Anthony, who moved to Toronto five years ago, is hoping to raise £3,500 for Treetops. He has fond memories of his Nan and Grandpop:
“I lived on the same street as my Nan and Grandpop during my school years. Both of my parents worked so I would go to their house every day after school.
“When I think about them, I see them sitting in their individual chairs with the Daily Express crossword on the side and Countdown on the television; there was always a Tuppaware container full of chocolate biscuits for us and a bottle of Tizer in the cupboard.
“Nan was a real home-maker. After her MND diagnosis, it was difficult seeing her doing the things which she had done with ease for many years. Things like cook and make a cup of tea. I only saw her twice after the diagnosis and the changes were pretty dramatic.”

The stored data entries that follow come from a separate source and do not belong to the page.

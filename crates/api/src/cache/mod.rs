//! Read-through caches

pub mod leaderboard;
//! User database queries

use std::collections::HashMap;

use chrono::{DateTime, Utc};
use serde::{Deserialize, Serialize};
use sqlx::FromRow;
use sqlx::types::Json;

use mistduel_core::rank::rank_for_xp;

use crate::DbPool;

/// Close/far guess counters for one country.
#[derive(Debug, Clone, Copy, Default, PartialEq, Eq, Serialize, Deserialize)]
pub struct CountryStat {
    pub close: u32,
    pub far: u32,
}

#[derive(Debug, Clone, FromRow)]
pub struct User {
    pub id: String, // usr_XXXXXXXXXXXX
    pub name: String,
    pub avatar: String,
    pub xp: i32,
    pub rank: String,
    pub role: String, // 'user' or 'admin'
    pub clan_id: Option<String>,
    pub country_stats: Json<HashMap<String, CountryStat>>,
    pub ban_reason: Option<String>,
    pub banned_until: Option<DateTime<Utc>>,
}

impl User {
    /// Whether a ban currently applies. A ban with no expiry is permanent.
    pub fn is_banned(&self, now: DateTime<Utc>) -> bool {
        self.ban_reason.is_some() && self.banned_until.is_none_or(|until| until > now)
    }

    pub fn is_admin(&self) -> bool {
        self.role == "admin"
    }
}

/// One leaderboard entry.
#[derive(Debug, Clone, FromRow, Serialize, Deserialize)]
pub struct LeaderboardRow {
    pub id: String,
    pub name: String,
    pub avatar: String,
    pub xp: i32,
    pub rank: String,
}

/// A rank change produced by a reward pass.
#[derive(Debug, Clone, PartialEq, Eq)]
pub struct RankUp {
    pub user_id: String,
    pub old_rank: String,
    pub new_rank: String,
}

pub async fn get_by_id(pool: &DbPool, user_id: &str) -> Result<Option<User>, sqlx::Error> {
    sqlx::query_as::<_, User>(
        r#"
        SELECT id, name, avatar, xp, rank, role, clan_id, country_stats,
               ban_reason, banned_until
        FROM users
        WHERE id = $1
        "#,
    )
    .bind(user_id)
    .fetch_optional(pool)
    .await
}

pub async fn get_many(pool: &DbPool, user_ids: &[String]) -> Result<Vec<User>, sqlx::Error> {
    sqlx::query_as::<_, User>(
        r#"
        SELECT id, name, avatar, xp, rank, role, clan_id, country_stats,
               ban_reason, banned_until
        FROM users
        WHERE id = ANY($1)
        "#,
    )
    .bind(user_ids)
    .fetch_all(pool)
    .await
}

/// Top five players by XP.
pub async fn leaderboard_top5(pool: &DbPool) -> Result<Vec<LeaderboardRow>, sqlx::Error> {
    sqlx::query_as::<_, LeaderboardRow>(
        r#"
        SELECT id, name, avatar, xp, rank
        FROM users
        ORDER BY xp DESC, id ASC
        LIMIT 5
        "#,
    )
    .fetch_all(pool)
    .await
}

/// Apply end-of-game XP rewards and recompute ranks in one transaction:
/// every participant +10, the winner +50 on top. Returns the rank changes.
pub async fn apply_game_rewards(
    pool: &DbPool,
    participants: &[String],
    winner: Option<&str>,
) -> Result<Vec<RankUp>, sqlx::Error> {
    let mut tx = pool.begin().await?;
    let mut rank_ups = Vec::new();

    for user_id in participants {
        let bonus = if winner == Some(user_id.as_str()) { 50 } else { 0 };

        let row: Option<(i32, String)> = sqlx::query_as(
            r#"
            UPDATE users
            SET xp = xp + 10 + $2
            WHERE id = $1
            RETURNING xp, rank
            "#,
        )
        .bind(user_id)
        .bind(bonus)
        .fetch_optional(&mut *tx)
        .await?;

        let Some((xp, old_rank)) = row else { continue };

        let new_rank = rank_for_xp(xp);
        if new_rank != old_rank {
            sqlx::query("UPDATE users SET rank = $2 WHERE id = $1")
                .bind(user_id)
                .bind(new_rank)
                .execute(&mut *tx)
                .await?;
            rank_ups.push(RankUp {
                user_id: user_id.clone(),
                old_rank,
                new_rank: new_rank.to_string(),
            });
        }
    }

    tx.commit().await?;
    Ok(rank_ups)
}

/// Overwrite a user's country close/far histogram.
pub async fn update_country_stats(
    pool: &DbPool,
    user_id: &str,
    stats: &HashMap<String, CountryStat>,
) -> Result<(), sqlx::Error> {
    sqlx::query("UPDATE users SET country_stats = $2 WHERE id = $1")
        .bind(user_id)
        .bind(Json(stats))
        .execute(pool)
        .await?;
    Ok(())
}

#[cfg(test)]
mod tests {
    use super::*;

    fn user(ban_reason: Option<&str>, banned_until: Option<DateTime<Utc>>) -> User {
        User {
            id: "usr_test".into(),
            name: "Player".into(),
            avatar: String::new(),
            xp: 0,
            rank: "Ashborn".into(),
            role: "user".into(),
            clan_id: None,
            country_stats: Json(HashMap::new()),
            ban_reason: ban_reason.map(str::to_string),
            banned_until,
        }
    }

    #[test]
    fn test_ban_without_expiry_is_permanent() {
        let now = Utc::now();
        assert!(user(Some("toxic"), None).is_banned(now));
    }

    #[test]
    fn test_expired_ban_no_longer_applies() {
        let now = Utc::now();
        let past = now - chrono::Duration::hours(1);
        let future = now + chrono::Duration::hours(1);
        assert!(!user(Some("toxic"), Some(past)).is_banned(now));
        assert!(user(Some("toxic"), Some(future)).is_banned(now));
        assert!(!user(None, None).is_banned(now));
    }
}
//! Access token decoding

use jsonwebtoken::{Algorithm, DecodingKey, Validation, decode};
use serde::{Deserialize, Serialize};

/// Signing configuration injected at startup.
#[derive(Debug, Clone)]
pub struct TokenConfig {
    pub secret: String,
}

impl TokenConfig {
    pub fn new(secret: impl Into<String>) -> Self {
        Self { secret: secret.into() }
    }
}

/// Claims carried by an access token.
#[derive(Debug, Clone, Serialize, Deserialize)]
pub struct Claims {
    /// User id (`usr_XXXXXXXXXXXX`).
    pub id: String,
    /// Expiry, seconds since epoch.
    pub exp: u64,
    /// Token kind; refresh tokens are rejected for access.
    #[serde(rename = "type", default)]
    pub token_type: Option<String>,
}

#[derive(Debug, thiserror::Error)]
pub enum TokenError {
    #[error("Invalid token: {0}")]
    Invalid(#[from] jsonwebtoken::errors::Error),

    #[error("Not an access token")]
    WrongKind,
}

/// Decode and verify an HS256 access token.
pub fn decode_access_token(config: &TokenConfig, token: &str) -> Result<Claims, TokenError> {
    let data = decode::<Claims>(
        token,
        &DecodingKey::from_secret(config.secret.as_bytes()),
        &Validation::new(Algorithm::HS256),
    )?;

    if data.claims.token_type.as_deref() == Some("refresh") {
        return Err(TokenError::WrongKind);
    }
    Ok(data.claims)
}

#[cfg(test)]
mod tests {
    use super::*;
    use jsonwebtoken::{EncodingKey, Header, encode};

    fn issue(secret: &str, claims: &Claims) -> String {
        encode(&Header::default(), claims, &EncodingKey::from_secret(secret.as_bytes())).unwrap()
    }

    fn future_exp() -> u64 {
        (chrono::Utc::now().timestamp() + 3600) as u64
    }

    #[test]
    fn test_round_trip() {
        let config = TokenConfig::new("test-secret");
        let token = issue(
            "test-secret",
            &Claims { id: "usr_abc123def456".into(), exp: future_exp(), token_type: None },
        );

        let claims = decode_access_token(&config, &token).unwrap();
        assert_eq!(claims.id, "usr_abc123def456");
    }

    #[test]
    fn test_wrong_secret_rejected() {
        let config = TokenConfig::new("right-secret");
        let token = issue(
            "wrong-secret",
            &Claims { id: "usr_abc123def456".into(), exp: future_exp(), token_type: None },
        );
        assert!(matches!(decode_access_token(&config, &token), Err(TokenError::Invalid(_))));
    }

    #[test]
    fn test_expired_token_rejected() {
        let config = TokenConfig::new("test-secret");
        let token = issue(
            "test-secret",
            &Claims { id: "usr_abc123def456".into(), exp: 1, token_type: None },
        );
        assert!(decode_access_token(&config, &token).is_err());
    }

    #[test]
    fn test_refresh_token_rejected_for_access() {
        let config = TokenConfig::new("test-secret");
        let token = issue(
            "test-secret",
            &Claims {
                id: "usr_abc123def456".into(),
                exp: future_exp(),
                token_type: Some("refresh".into()),
            },
        );
        assert!(matches!(decode_access_token(&config, &token), Err(TokenError::WrongKind)));
    }
}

Mollie’s MND Support Group
Following Mollie’s death in 2019, we launched a monthly support group for adults with MND. We named it in her memory. The group currently meets online during the Coronavirus pandemic.
Richard Feist, and his daughter Rosie, attend our MND Support Group. Richard was diagnosed with MND 20 years ago:
“We need to talk to each other. Mutual support, sharing, encouragement and empathy are great for those with MND if only just to appreciate the variety of ways it affects us.”

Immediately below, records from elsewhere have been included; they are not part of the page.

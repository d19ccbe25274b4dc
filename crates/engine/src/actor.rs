//! Lobby actor
//!
//! One actor per live lobby. All per-lobby state - the connection roster,
//! the game state machine, timers, kick tasks - is owned by the actor and
//! mutated only from its mailbox loop, which is what guarantees per-lobby
//! event ordering. The pure reducer in `mistduel-core` makes every game
//! decision; this file does the IO around it: broadcasting events, arming
//! and cancelling timers, persisting snapshots, and settling rewards.

use std::collections::HashMap;

use tokio::sync::{mpsc, oneshot};
use tokio::task::JoinHandle;
use tokio::time::Duration;

use mistduel_core::duel::rules::INTER_ROUND_DELAY_SECS;
use mistduel_core::duel::{DuelCommand, DuelEvent, DuelState, GameMode, reduce};
use mistduel_db::{DbPool, lobbies, users};
use mistduel_protocol::socket::ServerEvent;
use mistduel_protocol::socket::payloads::{
    PlayerInfo, RankUpInfo, ReconnectGameState, ReconnectLocation,
};

use crate::manager::LobbyMap;
use crate::registry::{ConnHandle, Roster};
use crate::snapshot::{SnapshotError, SnapshotStore};
use crate::supervisor::{KickTasks, spawn_kick};
use crate::war::{self, WarRegistry};

/// Mailbox depth per lobby.
pub(crate) const LOBBY_MAILBOX: usize = 64;

/// Why a join was refused; maps onto the 1008 close reason.
#[derive(Debug, thiserror::Error)]
pub enum JoinError {
    #[error("Lobby not found")]
    LobbyNotFound,

    #[error("Lobby is full")]
    LobbyFull,

    #[error("Storage error")]
    Storage,
}

impl JoinError {
    pub fn close_reason(&self) -> &'static str {
        match self {
            JoinError::LobbyNotFound | JoinError::Storage => "Lobby not found",
            JoinError::LobbyFull => "Lobby is full",
        }
    }
}

/// Commands delivered to a lobby actor.
#[derive(Debug)]
pub enum LobbyCommand {
    Join {
        user_id: String,
        conn: ConnHandle,
        respond: oneshot::Sender<Result<(), JoinError>>,
    },
    /// Voluntary leave of one connection; `conn_id: None` removes every
    /// connection of the user (the kick path).
    Leave {
        user_id: String,
        conn_id: Option<u64>,
    },
    /// Unexpected socket drop; starts the grace window.
    Disconnected {
        user_id: String,
        conn_id: u64,
    },
    Reconnect {
        user_id: String,
        conn: ConnHandle,
    },
    SpectatorJoin {
        conn: ConnHandle,
    },
    SpectatorLeave {
        conn_id: u64,
    },
    GameStart,
    GameEnd,
    RoundStart,
    /// `round: None` means "the current round" (client-initiated).
    RoundEnd {
        round: Option<usize>,
    },
    SubmitGuess {
        user_id: String,
        lat: f64,
        lon: f64,
    },
    Chat {
        user_id: String,
        message: serde_json::Value,
    },
    /// Camera relay from a participant to the spectator pool.
    SpectateRelay {
        num_player: u32,
        data: serde_json::Map<String, serde_json::Value>,
    },
}

fn now_ms() -> i64 {
    chrono::Utc::now().timestamp_millis()
}

pub struct LobbyActor {
    code: String,
    pool: DbPool,
    snapshots: Option<SnapshotStore>,
    wars: WarRegistry,
    rx: mpsc::Receiver<LobbyCommand>,
    /// Own sender, cloned into timer tasks.
    tx: mpsc::Sender<LobbyCommand>,
    /// Manager map, for self-removal on shutdown.
    lobbies_map: LobbyMap,
    roster: Roster,
    game: Option<DuelState>,
    round_timer: Option<JoinHandle<()>>,
    next_round_task: Option<JoinHandle<()>>,
    kick_tasks: KickTasks,
    /// Set once a player attached; empty-roster shutdown only applies after.
    had_players: bool,
    closing: bool,
}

Rosie has been caring for her dad throughout lockdown:
“MND has changed our lives. We’ve developed an inner strength and a lust for life that otherwise may not have been there.
“As a family we have so much experience and advice to offer to those with MND. My dad loves to help and offer his experience to others. The group has made him feel like he is helping and is a hope for others. I can relate to the families too. I get a lot from not feeling like ‘it’s only us’.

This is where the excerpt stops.